Kwargs Handlers

The following objects can be passed to the main Accelerator to customize how some PyTorch objects related to distributed training or mixed precision are created.

DistributedDataParallelKwargs

class accelerate.DistributedDataParallelKwargs(dim: int = 0, broadcast_buffers: bool = True, bucket_cap_mb: int = 25, find_unused_parameters: bool = False, check_reduction: bool = False, gradient_as_bucket_view: bool = False)[source]

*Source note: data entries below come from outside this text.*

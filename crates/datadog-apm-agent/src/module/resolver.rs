// Copyright 2023-Present Datadog, Inc. https://www.datadoghq.com/
// SPDX-License-Identifier: Apache-2.0

//! On-disk module resolution.
//!
//! Packages live in `node_modules/<name>` directories and describe themselves with a
//! `package.json` manifest. Resolution only reads the filesystem and manifests; it never
//! materializes a module.

use std::ffi::OsString;
use std::fs;
use std::path::{Path, PathBuf};

use serde::Deserialize;

use crate::error::LoadError;

pub const MODULES_DIR: &str = "node_modules";
pub const MANIFEST_FILE: &str = "package.json";
pub const DEFAULT_ENTRY: &str = "index.js";
pub const UNKNOWN_VERSION: &str = "unknown";

const EXTENSIONS: [&str; 2] = ["js", "json"];

#[derive(Debug, Clone, Default, Deserialize)]
pub struct Manifest {
    pub name: Option<String>,
    pub version: Option<String>,
    pub main: Option<String>,
}

pub fn read_manifest(root: &Path) -> Result<Manifest, LoadError> {
    let path = root.join(MANIFEST_FILE);
    let contents = fs::read_to_string(&path).map_err(|source| LoadError::Io {
        path: path.clone(),
        source,
    })?;
    serde_json::from_str(&contents).map_err(|source| LoadError::Manifest { path, source })
}

/// Resolves `specifier` as seen from `from_dir` to a canonical file path.
pub fn resolve(from_dir: &Path, specifier: &str) -> Result<PathBuf, LoadError> {
    let found = if is_path_specifier(specifier) {
        resolve_candidate(&from_dir.join(specifier))
    } else {
        resolve_bare(from_dir, specifier)
    };

    let file = found.ok_or_else(|| LoadError::NotFound {
        specifier: specifier.to_string(),
        from: from_dir.to_path_buf(),
    })?;
    fs::canonicalize(&file).map_err(|source| LoadError::Io { path: file, source })
}

/// Nearest directory above `file` holding a manifest.
pub fn find_module_root(file: &Path) -> Option<PathBuf> {
    file.parent()?
        .ancestors()
        .find(|dir| dir.join(MANIFEST_FILE).is_file())
        .map(Path::to_path_buf)
}

/// The file a package directory resolves to when required by name.
pub fn package_entry(root: &Path, manifest: &Manifest) -> Option<PathBuf> {
    let entry = manifest
        .main
        .as_deref()
        .and_then(|main| {
            let main = root.join(main);
            resolve_file(&main).or_else(|| resolve_file(&main.join(DEFAULT_ENTRY)))
        })
        .or_else(|| resolve_file(&root.join(DEFAULT_ENTRY)))?;
    fs::canonicalize(entry).ok()
}

fn is_path_specifier(specifier: &str) -> bool {
    specifier == "."
        || specifier == ".."
        || specifier.starts_with("./")
        || specifier.starts_with("../")
        || Path::new(specifier).is_absolute()
}

fn resolve_bare(from_dir: &Path, specifier: &str) -> Option<PathBuf> {
    from_dir
        .ancestors()
        .filter(|dir| dir.file_name().map_or(true, |name| name != MODULES_DIR))
        .find_map(|dir| resolve_candidate(&dir.join(MODULES_DIR).join(specifier)))
}

fn resolve_candidate(path: &Path) -> Option<PathBuf> {
    if let Some(file) = resolve_file(path) {
        return Some(file);
    }
    if !path.is_dir() {
        return None;
    }
    let manifest = read_manifest(path).unwrap_or_default();
    package_entry(path, &manifest)
}

fn resolve_file(path: &Path) -> Option<PathBuf> {
    if path.is_file() {
        return Some(path.to_path_buf());
    }
    EXTENSIONS.iter().find_map(|extension| {
        let mut with_extension = OsString::from(path.as_os_str());
        with_extension.push(".");
        with_extension.push(extension);
        let candidate = PathBuf::from(with_extension);
        candidate.is_file().then_some(candidate)
    })
}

Use this object in your Accelerator to customize how your model is wrapped in a torch.nn.parallel.DistributedDataParallel. Please refer to the documentation of this wrapper for more information on each argument.

Warning

gradient_as_bucket_view is only available in PyTorch 1.7.0 and later versions.

GradScalerKwargs

class accelerate.GradScalerKwargs(init_scale: float = 65536.0, growth_factor: float = 2.0, backoff_factor: float = 0.5, growth_interval: int = 2000, enabled: bool = True)[source]

Use this object in your Accelerator to customize the behavior of mixed precision, specifically how the torch.cuda.amp.GradScaler used is created. Please refer to the documentation of this scaler for more information on each argument.

Warning

GradScaler is only available in PyTorch 1.5.0 and later versions.